【スポーツ】53歳・葛西紀明 ジャンプ界のレジェンドの変化とは 目標はズバリ「不老不飛」 金メダルを渇望していた過去
ノルディックスキー・ジャンプ男子で、1992年アルベールビル大会から2018年平昌大会まで8大会連続五輪出場を果たした葛西紀明(土屋ホーム)は、かねて五輪の金メダル獲得をモチベーションにしてきたが、53歳を迎えた今、その気持ちが変わってきたという。ジャンプ界のレジェンドの変化とは。
競技に打ち込む原動力が変化してきた。10月25日、横浜市内のショッピングセンターで行われたZAMSTのイベント。設置された会場に加えて、吹き抜けの2階にも集まった大勢のファンにモチベーション維持の方法を問われた葛西は、こう語った。
「五輪で金メダルを取りたい気持ちでずっとやってきたけど、今のところ銀と銅。もちろん金はほしいけど、たくさんの方に応援されて声をかけられて『50歳を超えてもすごいですね』と言われると、かなりモチベーションが上がる。今は金というよりこっちかな」
友人の誘いをきっかけに小学3年からジャンプを始め、競技歴は40年を超えた。アルベールビル大会で五輪に初出場し、平成開催の冬季五輪8大会に全て出場。41歳で迎えた2014年ソチ五輪ではラージヒルで銀メダル、団体で銅メダルを獲得した。
ただ頂点には届いておらず、日の丸飛行隊で注目を集めた98年長野五輪は、けがの影響で団体メンバー外。目の前で仲間が五輪王者になる瞬間を見ただけに「辞めたいと思ったことは一度もない」と、金メダルを渇望してきた。
しかし時代が流れ、自然とレジェンドと呼ばれるようになってからは、応援者が増え、試合会場はもちろん、空港や電車、街中でも声を多くかけられるようになった。「それが本当にうれしい」。人のために飛び続けることが、競技を長く続ける燃料になっていることに気付いたという。
年齢とともに工夫もしてきた。「落ちる競技」と表現するように、減量が重要な種目。サウナスーツを着た4キロのランニングを日課に、食事にも気を配る。「若いときは食べてトレーニングをしたら体重が落ちて、30~40代は3日間の断食をして3キロぐらい落とした。でも50代は断食すると、なぜか筋肉が痛くなって(体重は)減らない。だから今は少し食べて、長い期間で減量する」。レジェンドと呼ばれる裏には、体と対話し続けてきた見えない努力がある。
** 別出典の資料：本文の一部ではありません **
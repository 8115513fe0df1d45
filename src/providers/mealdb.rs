// ABOUTME: TheMealDB client for ingredient filters, lookups, areas, random meals and name search
// ABOUTME: Maps TheMealDB's flat strIngredientN/strMeasureN schema into cards and details
//
// SPDX-License-Identifier: MIT OR Apache-2.0
// Copyright (c) 2025 Recipe Finder Contributors

//! TheMealDB API client
//!
//! TheMealDB answers "no results" with `{"meals": null}` rather than an empty
//! array or a 404, so list endpoints decode leniently and lookups treat a null
//! list as "not found".
//!
//! API reference: <https://www.themealdb.com/api.php>

use super::{fetch_json, split_steps};
use crate::config::environment::UpstreamConfig;
use crate::constants::{defaults, provider_names::MEALDB, upstream};
use crate::errors::AppResult;
use crate::models::{IngredientLine, RecipeCard, RecipeDetail, RecipeSource};
use serde::{Deserialize, Deserializer};
use serde_json::Value;
use std::collections::HashMap;
use tracing::{debug, instrument};

/// TheMealDB stores up to 20 ingredient/measure pairs per meal
const MAX_INGREDIENT_SLOTS: usize = 20;

/// `{"meals": [...] | null}` envelope
#[derive(Debug, Deserialize)]
#[serde(bound(deserialize = "T: serde::de::DeserializeOwned"))]
struct MealsEnvelope<T> {
    #[serde(default = "Vec::new", deserialize_with = "lenient_list")]
    meals: Vec<T>,
}

/// Entry returned by the filter endpoints
#[derive(Debug, Clone, Deserialize)]
pub(crate) struct MealSummary {
    #[serde(rename = "idMeal")]
    pub id: String,
    #[serde(rename = "strMeal")]
    pub name: String,
    #[serde(rename = "strMealThumb", default)]
    pub thumb: Option<String>,
}

/// Full meal record returned by lookup, search and random
#[derive(Debug, Clone, Deserialize)]
pub(crate) struct MealRecord {
    #[serde(rename = "idMeal")]
    pub id: String,
    #[serde(rename = "strMeal")]
    pub name: String,
    #[serde(rename = "strMealThumb", default)]
    pub thumb: Option<String>,
    #[serde(rename = "strCategory", default)]
    pub category: Option<String>,
    #[serde(rename = "strArea", default)]
    pub area: Option<String>,
    #[serde(rename = "strInstructions", default)]
    pub instructions: Option<String>,
    #[serde(rename = "strTags", default)]
    pub tags: Option<String>,
    #[serde(rename = "strYoutube", default)]
    pub youtube: Option<String>,
    #[serde(rename = "strSource", default)]
    pub source: Option<String>,
    /// `strIngredient1..20`, `strMeasure1..20` and anything else
    #[serde(flatten)]
    pub extra: HashMap<String, Value>,
}

#[derive(Debug, Deserialize)]
struct AreaEntry {
    #[serde(rename = "strArea")]
    area: String,
}

/// Decode a list that may be `null` or a non-array sentinel string
fn lenient_list<'de, D, T>(deserializer: D) -> Result<Vec<T>, D::Error>
where
    D: Deserializer<'de>,
    T: serde::de::DeserializeOwned,
{
    match Value::deserialize(deserializer)? {
        Value::Array(items) => items
            .into_iter()
            .map(|item| serde_json::from_value(item).map_err(serde::de::Error::custom))
            .collect(),
        _ => Ok(Vec::new()),
    }
}

/// TheMealDB API client
#[derive(Clone)]
pub struct MealDbClient {
    http_client: reqwest::Client,
    base_url: String,
    api_key: String,
}

impl MealDbClient {
    /// Create a client from configuration, falling back to the public test key
    #[must_use]
    pub fn new(http_client: reqwest::Client, config: &UpstreamConfig) -> Self {
        Self {
            http_client,
            base_url: config.base_url.clone(),
            api_key: config
                .api_key
                .clone()
                .unwrap_or_else(|| defaults::MEALDB_API_KEY.to_owned()),
        }
    }

    fn endpoint(&self, path: &str) -> String {
        format!("{}/{}/{path}", self.base_url, self.api_key)
    }

    /// Meals containing the given comma-separated ingredients
    ///
    /// # Errors
    ///
    /// Returns an error if the request fails or the payload cannot be decoded
    #[instrument(skip(self))]
    pub async fn filter_by_ingredients(&self, ingredients: &str) -> AppResult<Vec<RecipeCard>> {
        let request = self
            .http_client
            .get(self.endpoint("filter.php"))
            .query(&[("i", ingredients)]);
        let envelope: MealsEnvelope<MealSummary> = fetch_json(MEALDB, request).await?;
        debug!(count = envelope.meals.len(), "TheMealDB ingredient filter");
        Ok(envelope.meals.into_iter().map(card_from_summary).collect())
    }

    /// Full recipe by id, `None` when TheMealDB has no such meal
    ///
    /// # Errors
    ///
    /// Returns an error if the request fails or the payload cannot be decoded
    #[instrument(skip(self))]
    pub async fn lookup(&self, id: &str) -> AppResult<Option<RecipeDetail>> {
        let request = self
            .http_client
            .get(self.endpoint("lookup.php"))
            .query(&[("i", id)]);
        let envelope: MealsEnvelope<MealRecord> = fetch_json(MEALDB, request).await?;
        Ok(envelope.meals.into_iter().next().map(detail_from_record))
    }

    /// One random meal
    ///
    /// # Errors
    ///
    /// Returns an error if the request fails or the payload cannot be decoded
    #[instrument(skip(self))]
    pub async fn random(&self) -> AppResult<Option<RecipeCard>> {
        let request = self.http_client.get(self.endpoint("random.php"));
        let envelope: MealsEnvelope<MealRecord> = fetch_json(MEALDB, request).await?;
        Ok(envelope.meals.first().map(card_from_record))
    }

    /// All cuisine areas known to TheMealDB
    ///
    /// # Errors
    ///
    /// Returns an error if the request fails or the payload cannot be decoded
    #[instrument(skip(self))]
    pub async fn list_areas(&self) -> AppResult<Vec<String>> {
        let request = self
            .http_client
            .get(self.endpoint("list.php"))
            .query(&[("a", "list")]);
        let envelope: MealsEnvelope<AreaEntry> = fetch_json(MEALDB, request).await?;
        Ok(envelope.meals.into_iter().map(|entry| entry.area).collect())
    }

    /// Meals from one cuisine area
    ///
    /// # Errors
    ///
    /// Returns an error if the request fails or the payload cannot be decoded
    #[instrument(skip(self))]
    pub async fn filter_by_area(&self, area: &str) -> AppResult<Vec<RecipeCard>> {
        let request = self
            .http_client
            .get(self.endpoint("filter.php"))
            .query(&[("a", area)]);
        let envelope: MealsEnvelope<MealSummary> = fetch_json(MEALDB, request).await?;
        Ok(envelope.meals.into_iter().map(card_from_summary).collect())
    }

    /// Meals whose name matches the query
    ///
    /// # Errors
    ///
    /// Returns an error if the request fails or the payload cannot be decoded
    #[instrument(skip(self))]
    pub async fn search_by_name(&self, query: &str) -> AppResult<Vec<RecipeCard>> {
        let request = self
            .http_client
            .get(self.endpoint("search.php"))
            .query(&[("s", query)]);
        let envelope: MealsEnvelope<MealRecord> = fetch_json(MEALDB, request).await?;
        Ok(envelope.meals.iter().map(card_from_record).collect())
    }
}

fn meal_page_url(id: &str) -> String {
    format!("{}/{id}", upstream::MEALDB_MEAL_PAGE)
}

fn non_blank(value: Option<&str>) -> Option<String> {
    value
        .map(str::trim)
        .filter(|s| !s.is_empty())
        .map(str::to_owned)
}

/// Card from a filter endpoint entry
pub(crate) fn card_from_summary(summary: MealSummary) -> RecipeCard {
    RecipeCard {
        source_url: meal_page_url(&summary.id),
        id: summary.id,
        title: summary.name,
        image: summary.thumb.unwrap_or_default(),
        source: RecipeSource::Mealdb,
        ready_in_minutes: None,
        servings: None,
        used_ingredients: Vec::new(),
        missed_ingredients: Vec::new(),
        unused_ingredients: Vec::new(),
    }
}

/// Card from a full meal record
pub(crate) fn card_from_record(record: &MealRecord) -> RecipeCard {
    RecipeCard {
        id: record.id.clone(),
        title: record.name.clone(),
        image: record.thumb.clone().unwrap_or_default(),
        source: RecipeSource::Mealdb,
        source_url: non_blank(record.source.as_deref())
            .unwrap_or_else(|| meal_page_url(&record.id)),
        ready_in_minutes: None,
        servings: None,
        used_ingredients: Vec::new(),
        missed_ingredients: Vec::new(),
        unused_ingredients: Vec::new(),
    }
}

/// Collect the non-blank `strIngredientN` / `strMeasureN` pairs in slot order
pub(crate) fn ingredient_lines(extra: &HashMap<String, Value>) -> Vec<IngredientLine> {
    (1..=MAX_INGREDIENT_SLOTS)
        .filter_map(|slot| {
            let name = non_blank(
                extra
                    .get(&format!("strIngredient{slot}"))
                    .and_then(Value::as_str),
            )?;
            let measure = non_blank(
                extra
                    .get(&format!("strMeasure{slot}"))
                    .and_then(Value::as_str),
            )
            .unwrap_or_default();
            Some(IngredientLine { name, measure })
        })
        .collect()
}

/// Detail from a full meal record
pub(crate) fn detail_from_record(record: MealRecord) -> RecipeDetail {
    let card = card_from_record(&record);
    let instructions = record.instructions.unwrap_or_default();
    let tags = record
        .tags
        .as_deref()
        .map(|tags| {
            tags.split(',')
                .map(str::trim)
                .filter(|tag| !tag.is_empty())
                .map(str::to_owned)
                .collect()
        })
        .unwrap_or_default();

    RecipeDetail {
        id: card.id,
        title: card.title,
        image: card.image,
        source: RecipeSource::Mealdb,
        source_url: card.source_url,
        ready_in_minutes: None,
        servings: None,
        category: non_blank(record.category.as_deref()),
        area: non_blank(record.area.as_deref()),
        steps: split_steps(&instructions),
        instructions: instructions.trim().to_owned(),
        ingredients: ingredient_lines(&record.extra),
        tags,
        youtube_url: non_blank(record.youtube.as_deref()),
    }
}

#[cfg(test)]
mod tests {
    use super::*;
    use serde_json::json;

    fn teriyaki_record() -> MealRecord {
        serde_json::from_value(json!({
            "idMeal": "52772",
            "strMeal": "Teriyaki Chicken Casserole",
            "strMealThumb": "https://www.themealdb.com/images/media/meals/wvpsxx1468256321.jpg",
            "strCategory": "Chicken",
            "strArea": "Japanese",
            "strInstructions": "Preheat oven to 350.\r\n\r\nCombine soy sauce and water.",
            "strTags": "Meat,Casserole, ",
            "strYoutube": "https://www.youtube.com/watch?v=4aZr5hZXP_s",
            "strSource": "",
            "strIngredient1": "soy sauce",
            "strMeasure1": "3/4 cup",
            "strIngredient2": "water",
            "strMeasure2": " ",
            "strIngredient3": "",
            "strMeasure3": "",
            "strIngredient4": null,
            "strMeasure4": null
        }))
        .unwrap()
    }

    #[test]
    fn test_null_meals_decode_as_empty() {
        let envelope: MealsEnvelope<MealSummary> =
            serde_json::from_value(json!({"meals": null})).unwrap();
        assert!(envelope.meals.is_empty());

        let envelope: MealsEnvelope<MealSummary> =
            serde_json::from_value(json!({"meals": "no data found"})).unwrap();
        assert!(envelope.meals.is_empty());
    }

    #[test]
    fn test_detail_from_record_collects_ingredient_slots() {
        let detail = detail_from_record(teriyaki_record());

        assert_eq!(detail.source, RecipeSource::Mealdb);
        assert_eq!(detail.source_url, "https://www.themealdb.com/meal/52772");
        assert_eq!(detail.area.as_deref(), Some("Japanese"));
        assert_eq!(detail.tags, vec!["Meat", "Casserole"]);
        assert_eq!(
            detail.ingredients,
            vec![
                IngredientLine {
                    name: "soy sauce".to_owned(),
                    measure: "3/4 cup".to_owned(),
                },
                IngredientLine {
                    name: "water".to_owned(),
                    measure: String::new(),
                },
            ]
        );
        assert_eq!(
            detail.steps,
            vec!["Preheat oven to 350.", "Combine soy sauce and water."]
        );
    }

    #[test]
    fn test_card_from_summary() {
        let card = card_from_summary(MealSummary {
            id: "52940".to_owned(),
            name: "Brown Stew Chicken".to_owned(),
            thumb: None,
        });
        assert_eq!(card.key(), "mealdb:52940");
        assert!(card.image.is_empty());
        assert!(card.used_ingredients.is_empty());
    }
}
これから本格化する五輪シーズン。自身が持つ最多記録を更新する9度目の五輪を狙う。2日の全日本選手権で4位に入り、W杯下部のコンチネンタル杯代表入りは確実。そこで上位に入ってW杯に昇格して好成績を残すことで、夢舞台につながっていく。とてつもなく険しい道だが「コンチネンタル杯で総合3位に入ればW杯に出られる。そこを狙っていきたい」と話す口調から自信が漂う。
イベントで目標を問われた葛西は、漢字4文字で『不老不飛』と宣言した。「永遠に若く、永遠に飛び続ける。一つ言うならサッカーのカズさんがまだ頑張っているんで、それまでやろうかな」。たとえこの先どんな結果が待ち受けていてもレジェンドは4年後も、8年後も飛び続けるに違いない。
◇葛西 紀明(かさい・のりあき)1972年6月6日、北海道下川町出身。10歳でジャンプを始め、88年に当時史上最年少でW杯(札幌大会)に出場した。五輪に19歳で初めて出場した92年アルベールビル大会から、2018年平昌五輪まで冬季五輪最多の8大会連続出場。W杯優勝は17回で、最年長優勝(42歳5カ月)、最年長表彰台(44歳9カ月)、個人最多出場回数(579回)の記録を保持する。家族は妻と娘。177センチ、59キロ。